Breakeven Price: How to Calculate It

Breakeven price is the market price at which closing a trade produces exactly zero profit or loss after costs. For a long position, it is your average entry price plus the per-share fees you must recover. Knowing it tells you precisely how far price has to move just to avoid losing money.
Key takeaway
Breakeven = Average Entry Price + (Total Fees / Shares). It is the price at which you recover your cost basis exactly. Adding shares at a lower price (averaging down) lowers your breakeven but enlarges your position and risk; adding higher raises it. Always include round-trip fees, because they push the real breakeven above your raw entry price.
What is breakeven price?
Breakeven price is the level at which a position can be closed for no net gain or loss once all costs are counted. Below it (for a long), you are still losing money; above it, you are in profit. It is the dividing line between a losing and a winning exit, which makes it one of the most useful numbers to know before and during a trade.
Breakeven is closely related to cost basis but expressed per share. Cost basis is your total invested amount including fees; breakeven is the per-share price at which selling recovers that total exactly. Knowing your breakeven turns a vague "I'm down a bit" into a concrete target: the precise price your position must reach to stop being a loss. That clarity is part of disciplined trading risk management.
What is the breakeven formula?
The breakeven formula adds your recoverable costs, per share, to your average entry price. For a single-entry long position, it is straightforward.
Breakeven = Average Entry Price + (Total Fees / Number of Shares)
The fees term spreads your round-trip commissions and any other charges across the shares you hold, so each share carries its slice of the cost you must earn back. If you bought 100 shares at 50 dollars with 10 dollars total in fees, your breakeven is 50 plus (10 / 100) = 50.10 dollars. The raw entry was 50, but you do not actually break even until 50.10 because of the fees. The bigger the position relative to fees, the smaller this adjustment, which is one reason frequent small trades suffer most from costs, as our profit and loss calculation guide shows.
How does averaging down change breakeven?
When you add to a position at a different price, your breakeven shifts to the share-weighted average of all entries (plus fees). Averaging down, buying more as price falls, lowers your average cost and therefore your breakeven, which is why it feels reassuring.

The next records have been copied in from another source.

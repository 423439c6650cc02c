/// Fixed-rate gradient descent.
#[derive(Debug, Clone, Copy, PartialEq)]
pub struct Sgd {
    pub learning_rate: f64,
}

impl Sgd {
    pub fn new(learning_rate: f64) -> Sgd {
        Sgd { learning_rate }
    }

    /// Weight change for one gradient: `-learning_rate * gradient`.
    pub fn step(&self, gradient: f64) -> f64 {
        -self.learning_rate * gradient
    }
}
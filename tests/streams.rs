mod common;

use std::io::Cursor;

use common::{xor_network, XOR_TEXT};
use neuron_graph::data::stream::SampleError;
use neuron_graph::{NetworkError, TrainConfig};

#[test]
fn trains_and_answers_from_text_streams() {
    let mut network = xor_network(42);
    let config = TrainConfig { train_ratio: 1.0, ..TrainConfig::default() };
    let report = network.train_from_reader(Cursor::new(XOR_TEXT), &config).unwrap();
    assert!(report.train_error < 0.05, "report: {report:?}");

    let mut out = Vec::new();
    let answered = network
        .test_from_reader(Cursor::new("0 0\n0 1\n1 0\n1 1\n"), &mut out, " ")
        .unwrap();
    assert_eq!(answered, 4);

    let values: Vec<f64> = String::from_utf8(out)
        .unwrap()
        .lines()
        .map(|l| l.trim().parse().unwrap())
        .collect();
    let rounded: Vec<f64> = values.iter().map(|v| v.round()).collect();
    assert_eq!(rounded, vec![0.0, 1.0, 1.0, 0.0]);
}

#[test]
fn truncated_training_stream_is_rejected() {
    let mut network = xor_network(1);
    let err = network
        .train_from_reader(Cursor::new("0 0 0\n1 1"), &TrainConfig::default())
        .unwrap_err();
    assert!(matches!(
        err,
        NetworkError::Samples(SampleError::IncompleteRecord { record: 2, expected: 3, found: 2 })
    ));
}

#[test]
fn garbage_token_reports_its_line() {
    let mut network = xor_network(1);
    let err = network
        .test_from_reader(Cursor::new("0 1\n1 x\n"), Vec::new(), " ")
        .unwrap_err();
    assert!(matches!(err, NetworkError::Samples(SampleError::InvalidToken { line: 2, .. })));
}
use std::time::Instant;

use rand::seq::SliceRandom;
use tracing::{debug, info, warn};

use crate::data::samples::SampleSet;
use crate::error::Result;
use crate::network::network::{Network, WeightSnapshot};
use crate::train::early_stop::{IncreaseWindow, TestTrend};
use crate::train::epoch_stats::EpochStats;
use crate::train::report::{StopReason, TrainReport};
use crate::train::train_config::TrainConfig;
use crate::train::trainer::{evaluate, train_epoch};

// ---------------------------------------------------------------------------
// Public entry point
// ---------------------------------------------------------------------------

/// Trains `network` on `samples` and reports how the final session ended.
///
/// Each session shuffles all samples, splits them into a training prefix of
/// `⌊len · train_ratio⌋` samples and a test suffix, resets every weight and
/// runs epochs until one of:
/// - the train error changes by at most `config.epsilon`,
/// - `config.max_epochs` is reached,
/// - the test error rose in every epoch of the last
///   `config.test_increase_window` epochs (weights are rolled back to where
///   the rise began).
///
/// A diverging activation aborts the epoch, redraws the weights and restarts
/// the session's epoch count; it is not a restart. Once a session ends with
/// its train error above the restart threshold, a new session starts while
/// the restart budget lasts.
///
/// # Errors
/// Configuration and topology errors are returned immediately. Divergence is
/// only returned through `TrainReport::stop_reason` once the reset budget of
/// the final session is spent.
pub fn train_loop(network: &mut Network, samples: &SampleSet, config: &TrainConfig) -> Result<TrainReport> {
    config.validate()?;
    let train_len = samples.train_len(config.train_ratio)?;
    samples.check_arity(network.input_ids().len(), network.output_ids().len())?;
    network.check_registered()?;

    let mut order: Vec<usize> = (0..samples.len()).collect();
    let mut restarts = 0;
    let mut divergence_resets = 0;
    let mut session = 0;

    loop {
        session += 1;

        // Synchronized shuffle: inputs and desired outputs share the index.
        order.shuffle(network.rng_mut());
        let mut train_order = order[..train_len].to_vec();
        let test_order = &order[train_len..];
        network.reset_weights();
        info!(session, train = train_order.len(), test = test_order.len(), "starting training session");

        let outcome = run_session(network, samples, &mut train_order, test_order, config, session)?;
        divergence_resets += outcome.divergence_resets;
        info!(
            session,
            epochs = outcome.epochs,
            train_error = outcome.train_error,
            stop_reason = ?outcome.stop_reason,
            "training session finished"
        );

        // Negated so an infinite or NaN error counts as stuck.
        let stuck = !(outcome.train_error <= config.restart.threshold);
        if config.restart.enabled && stuck && restarts < config.restart.max_restarts {
            restarts += 1;
            warn!(
                session,
                train_error = outcome.train_error,
                threshold = config.restart.threshold,
                restarts,
                "training looks stuck; restarting from fresh weights"
            );
            continue;
        }

        return Ok(TrainReport {
            train_error: outcome.train_error,
            test_error: outcome.test_error,
            epochs: outcome.epochs,
            sessions: session,
            restarts,
            divergence_resets,
            stop_reason: outcome.stop_reason,
        });
    }
}

// ---------------------------------------------------------------------------
// Private helpers
// ---------------------------------------------------------------------------

struct SessionOutcome {
    train_error: f64,
    test_error: Option<f64>,
    epochs: usize,
    divergence_resets: usize,
    stop_reason: StopReason,
}

/// Epoch-loop state that a divergence reset throws away.
struct SessionState {
    epoch: usize,
    train_error: f64,
    test_error: Option<f64>,
    window: IncreaseWindow,
    // Weights evaluated in the last epoch whose test error did not rise.
    steady_weights: Option<WeightSnapshot>,
}

impl SessionState {
    fn new(window: usize) -> SessionState {
        SessionState {
            epoch: 0,
            train_error: f64::INFINITY,
            test_error: None,
            window: IncreaseWindow::new(window),
            steady_weights: None,
        }
    }
}

fn run_session(
    network: &mut Network,
    samples: &SampleSet,
    train_order: &mut [usize],
    test_order: &[usize],
    config: &TrainConfig,
    session: usize,
) -> Result<SessionOutcome> {
    let mut state = SessionState::new(config.test_increase_window);
    let mut divergence_resets = 0;

    loop {
        match run_epoch(network, samples, train_order, test_order, config, session, &mut state) {
            Ok(None) => {}
            Ok(Some(stop_reason)) => {
                return Ok(SessionOutcome {
                    train_error: state.train_error,
                    test_error: state.test_error,
                    epochs: state.epoch,
                    divergence_resets,
                    stop_reason,
                });
            }
            Err(err) if err.is_recoverable() => {
                divergence_resets += 1;
                if divergence_resets > config.max_divergence_resets {
                    warn!(session, divergence_resets, "divergence reset budget exhausted; ending session");
                    return Ok(SessionOutcome {
                        train_error: f64::INFINITY,
                        test_error: None,
                        epochs: state.epoch,
                        divergence_resets,
                        stop_reason: StopReason::Diverged,
                    });
                }
                warn!(session, epoch = state.epoch, %err, "resetting weights and restarting the epoch count");
                network.reset_weights();
                state = SessionState::new(config.test_increase_window);
            }
            Err(err) => return Err(err),
        }
    }
}

/// Runs one epoch. Returns the reason to stop the session, if any.
fn run_epoch(
    network: &mut Network,
    samples: &SampleSet,
    train_order: &mut [usize],
    test_order: &[usize],
    config: &TrainConfig,
    session: usize,
    state: &mut SessionState,
) -> Result<Option<StopReason>> {
    state.epoch += 1;
    let t_start = Instant::now();

    if config.shuffle_each_epoch {
        train_order.shuffle(network.rng_mut());
    }

    // ── Test split, before this epoch's updates ───────────────────────────
    let mut test_delta = None;
    if !test_order.is_empty() {
        let test_error = evaluate(network, samples, test_order)?;
        test_delta = state.test_error.map(|prev| prev - test_error);
        state.test_error = Some(test_error);

        match state.window.record(test_error) {
            TestTrend::Steady => state.steady_weights = Some(network.weights_snapshot()),
            TestTrend::Increased => {}
            TestTrend::Overfitting => {
                if let Some(weights) = &state.steady_weights {
                    network.restore_weights(weights)?;
                    // Report what the restored weights achieve.
                    state.train_error = evaluate(network, samples, train_order)?;
                    state.test_error = Some(evaluate(network, samples, test_order)?);
                }
                warn!(
                    session,
                    epoch = state.epoch,
                    test_error,
                    window = config.test_increase_window,
                    "test error kept rising; restored weights from before the rise"
                );
                // Nothing was trained this epoch.
                state.epoch -= 1;
                return Ok(Some(StopReason::Overfitting));
            }
        }
    }

    // ── Training split ────────────────────────────────────────────────────
    let train_error = train_epoch(network, samples, train_order, config.mode)?;
    let train_delta = state.train_error - train_error;
    state.train_error = train_error;

    let stats = EpochStats {
        session,
        epoch: state.epoch,
        max_epochs: config.max_epochs,
        train_error,
        train_delta,
        test_error: state.test_error,
        test_delta,
        elapsed_ms: t_start.elapsed().as_millis() as u64,
    };
    debug!(
        session,
        epoch = stats.epoch,
        train_error,
        train_delta,
        test_error = ?stats.test_error,
        test_delta = ?stats.test_delta,
        "epoch complete"
    );
    if let Some(ref tx) = config.progress_tx {
        // A dropped receiver only silences reporting.
        let _ = tx.send(stats);
    }

    if train_delta.abs() <= config.epsilon {
        return Ok(Some(StopReason::Converged));
    }
    if state.epoch >= config.max_epochs {
        return Ok(Some(StopReason::MaxEpochs));
    }
    Ok(None)
}

#[cfg(test)]
mod tests {
    use super::*;
    use crate::error::NetworkError;
    use crate::loss::mse::MseLoss;
    use crate::network::network_config::NetworkConfig;
    use crate::network::topology::TopologySpec;
    use rand::seq::SliceRandom;
    use crate::train::train_config::{RestartPolicy, TrainMode};
    use std::sync::mpsc;

    fn identity_samples(n: usize) -> SampleSet {
        let inputs: Vec<Vec<f64>> = (0..n).map(|i| vec![(i % 2) as f64]).collect();
        let desired = inputs.clone();
        SampleSet::new(inputs, desired).unwrap()
    }

    #[test]
    fn ratio_without_training_samples_fails_up_front() {
        let mut network = TopologySpec::new(vec![1, 1]).build(NetworkConfig::seeded(3)).unwrap();
        let config = TrainConfig::new(0.1, 10, TrainMode::Online);
        let err = train_loop(&mut network, &identity_samples(4), &config).unwrap_err();
        assert!(matches!(err, crate::error::NetworkError::EmptyTrainingSet { .. }));
    }

    #[test]
    fn epoch_limit_ends_a_single_session() {
        let mut network = TopologySpec::new(vec![1, 1]).build(NetworkConfig::seeded(3)).unwrap();
        let config = TrainConfig {
            epsilon: 0.0,
            restart: RestartPolicy::disabled(),
            ..TrainConfig::new(1.0, 25, TrainMode::Online)
        };
        let report = train_loop(&mut network, &identity_samples(4), &config).unwrap();
        assert_eq!(report.sessions, 1);
        assert_eq!(report.restarts, 0);
        assert!(report.epochs <= 25);
        assert!(report.test_error.is_none());
        assert!(report.train_error.is_finite());
    }

    #[test]
    fn progress_channel_receives_every_epoch() {
        let mut network = TopologySpec::new(vec![1, 1]).build(NetworkConfig::seeded(5)).unwrap();
        let (tx, rx) = mpsc::channel();
        let config = TrainConfig {
            epsilon: 0.0,
            restart: RestartPolicy::disabled(),
            progress_tx: Some(tx),
            ..TrainConfig::new(0.5, 12, TrainMode::Batch)
        };
        let report = train_loop(&mut network, &identity_samples(8), &config).unwrap();
        drop(config);

        let stats: Vec<EpochStats> = rx.iter().collect();
        assert_eq!(stats.len(), report.epochs);
        assert!(stats.iter().all(|s| s.session == 1 && s.test_error.is_some()));
        assert_eq!(stats.last().unwrap().train_error, report.train_error);
    }

    #[test]
    fn rising_test_error_restores_the_steady_weights() {
        // Same input, opposite targets: training on either sample pushes the
        // other one's error up in every epoch.
        let samples = SampleSet::new(vec![vec![1.0], vec![1.0]], vec![vec![1.0], vec![0.0]]).unwrap();
        let mut network = TopologySpec::new(vec![1, 1]).build(NetworkConfig::seeded(17)).unwrap();

        // Replay the session start: shuffle, then fresh weights.
        let mut steady = network.clone();
        let mut order = vec![0, 1];
        order.shuffle(steady.rng_mut());
        steady.reset_weights();

        let config = TrainConfig {
            test_increase_window: 1,
            restart: RestartPolicy::disabled(),
            ..TrainConfig::new(0.5, 1000, TrainMode::Online)
        };
        let report = train_loop(&mut network, &samples, &config).unwrap();

        assert_eq!(report.stop_reason, StopReason::Overfitting);
        assert_eq!(report.sessions, 1);
        assert_eq!(report.epochs, 1);
        assert_eq!(network.weights_snapshot(), steady.weights_snapshot());

        let trained = order[0];
        let out = steady.test(samples.input(trained)).unwrap();
        assert_eq!(report.train_error, MseLoss::loss(&out, samples.desired(trained)));
    }

    #[test]
    fn training_resumes_after_a_diverging_draw() {
        // Both weighted terms together overflow for about one draw in five.
        // Any other draw saturates the output at 0 or 1; at 1 the error is
        // zero and training converges, at 0 the next update overflows.
        let samples = SampleSet::new(vec![vec![1.7e308, 1.7e308]], vec![vec![1.0]]).unwrap();
        let build = |seed| TopologySpec::new(vec![2, 1]).build(NetworkConfig::seeded(seed)).unwrap();
        let diverges_on_first_draw = |network: &Network| {
            let mut replay = network.clone();
            let mut order = vec![0];
            order.shuffle(replay.rng_mut());
            replay.reset_weights();
            matches!(replay.test(samples.input(0)), Err(NetworkError::ActivationDiverged { .. }))
        };
        let mut network = (0..500u64)
            .map(build)
            .find(|network| diverges_on_first_draw(network))
            .expect("some seed diverges on its first draw");

        let report = train_loop(&mut network, &samples, &TrainConfig::new(1.0, 100, TrainMode::Online)).unwrap();
        assert!(report.divergence_resets >= 1);
        assert_eq!(report.sessions, 1);
        assert_eq!(report.restarts, 0);
        assert_eq!(report.stop_reason, StopReason::Converged);
        assert_eq!(report.train_error, 0.0);
    }
}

But it does so by increasing your share count and your total risk in an asset that is already moving against you.
The table shows how a second purchase at a lower price pulls the average entry down. Suppose you first bought 100 shares at 50, then added 100 more at 40.
| Purchase | Shares | Price | Running avg entry |
|---|---|---|---|
| First buy | 100 | $50 | $50.00 |
| Add at lower | 100 | $40 | $45.00 |
Your breakeven (before fees) drops from 50 to 45, so price only needs to reach 45 to recover, not 50. The catch is that you now hold 200 shares worth more total dollars in a falling name. Averaging down is a tool, not a virtue: it lowers breakeven but raises exposure, and it only helps if your thesis is still valid. Use the stock average calculator to see the new average instantly.
Averaging down lowers your breakeven by increasing your position in a losing asset. If the decline reflects a broken thesis rather than noise, you are adding risk to a bad trade, not improving it. Lower breakeven is not the same as a better trade.
A worked example with fees
Suppose you buy 200 shares of a stock across two purchases: 100 at 50 dollars and 100 at 44 dollars, paying 8 dollars in total commissions. First find the average entry, then add the per-share fee.
Average Entry = ((100 x 50) + (100 x 44)) / 200 = 9,400 / 200 = $47.00
Per-Share Fee = 8 / 200 = $0.04
Breakeven = 47.00 + 0.04 = $47.04
You break even at 47.04 dollars: below that you are at a loss, above it you are in profit, after costs. Note how the second, lower purchase pulled your breakeven from 50 down to about 47, while the fee added only a few cents. This is the practical value of the calculation, it tells you the exact line your exit must clear, so you can set realistic targets rather than hoping. For the long-term version of buying at intervals, see dollar-cost averaging explained.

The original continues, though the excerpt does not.